*** RECORDS SHOWN ***

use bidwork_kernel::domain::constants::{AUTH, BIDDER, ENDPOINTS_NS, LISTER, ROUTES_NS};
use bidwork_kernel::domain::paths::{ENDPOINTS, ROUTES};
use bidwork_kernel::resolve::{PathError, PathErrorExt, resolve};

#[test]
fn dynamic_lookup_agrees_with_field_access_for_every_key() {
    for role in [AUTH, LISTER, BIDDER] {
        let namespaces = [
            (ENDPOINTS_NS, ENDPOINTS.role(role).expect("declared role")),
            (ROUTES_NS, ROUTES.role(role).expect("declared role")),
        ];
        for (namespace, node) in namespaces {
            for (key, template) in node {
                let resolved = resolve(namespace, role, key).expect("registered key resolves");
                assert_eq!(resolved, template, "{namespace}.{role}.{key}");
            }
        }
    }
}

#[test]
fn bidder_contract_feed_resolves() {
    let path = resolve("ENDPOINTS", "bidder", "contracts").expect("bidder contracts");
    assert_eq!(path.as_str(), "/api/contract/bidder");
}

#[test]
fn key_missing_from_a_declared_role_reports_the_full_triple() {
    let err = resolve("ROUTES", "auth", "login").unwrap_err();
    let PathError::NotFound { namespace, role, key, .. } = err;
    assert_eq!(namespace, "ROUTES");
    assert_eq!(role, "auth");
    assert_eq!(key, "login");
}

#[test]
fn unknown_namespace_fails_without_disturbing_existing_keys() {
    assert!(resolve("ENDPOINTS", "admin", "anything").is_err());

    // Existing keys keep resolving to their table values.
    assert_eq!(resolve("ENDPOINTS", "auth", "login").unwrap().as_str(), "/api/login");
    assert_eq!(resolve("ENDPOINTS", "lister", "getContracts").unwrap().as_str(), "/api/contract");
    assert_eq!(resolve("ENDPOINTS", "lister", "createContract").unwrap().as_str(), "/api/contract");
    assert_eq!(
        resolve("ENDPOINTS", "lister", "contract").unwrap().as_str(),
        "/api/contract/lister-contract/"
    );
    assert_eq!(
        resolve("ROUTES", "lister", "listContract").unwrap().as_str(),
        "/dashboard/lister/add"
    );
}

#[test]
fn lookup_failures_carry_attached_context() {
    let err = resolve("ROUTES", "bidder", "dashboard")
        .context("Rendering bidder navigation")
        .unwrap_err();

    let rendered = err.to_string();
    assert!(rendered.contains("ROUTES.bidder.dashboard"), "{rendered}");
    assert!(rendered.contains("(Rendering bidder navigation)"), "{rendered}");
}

*** End of RECORDS SHOWN ***

* WHAT YOU WILL DO *
Please give an exact copy of the entries above, from the line with "for role in" down to the line with "for (namespace, node)", inclusive, and nothing else.

* COMPLETED EXERCISE *
    for role in [AUTH, LISTER, BIDDER] {
        let namespaces = [
            (ENDPOINTS_NS, ENDPOINTS.role(role).expect("declared role")),
            (ROUTES_NS, ROUTES.role(role).expect("declared role")),
        ];
        for (namespace, node) in namespaces {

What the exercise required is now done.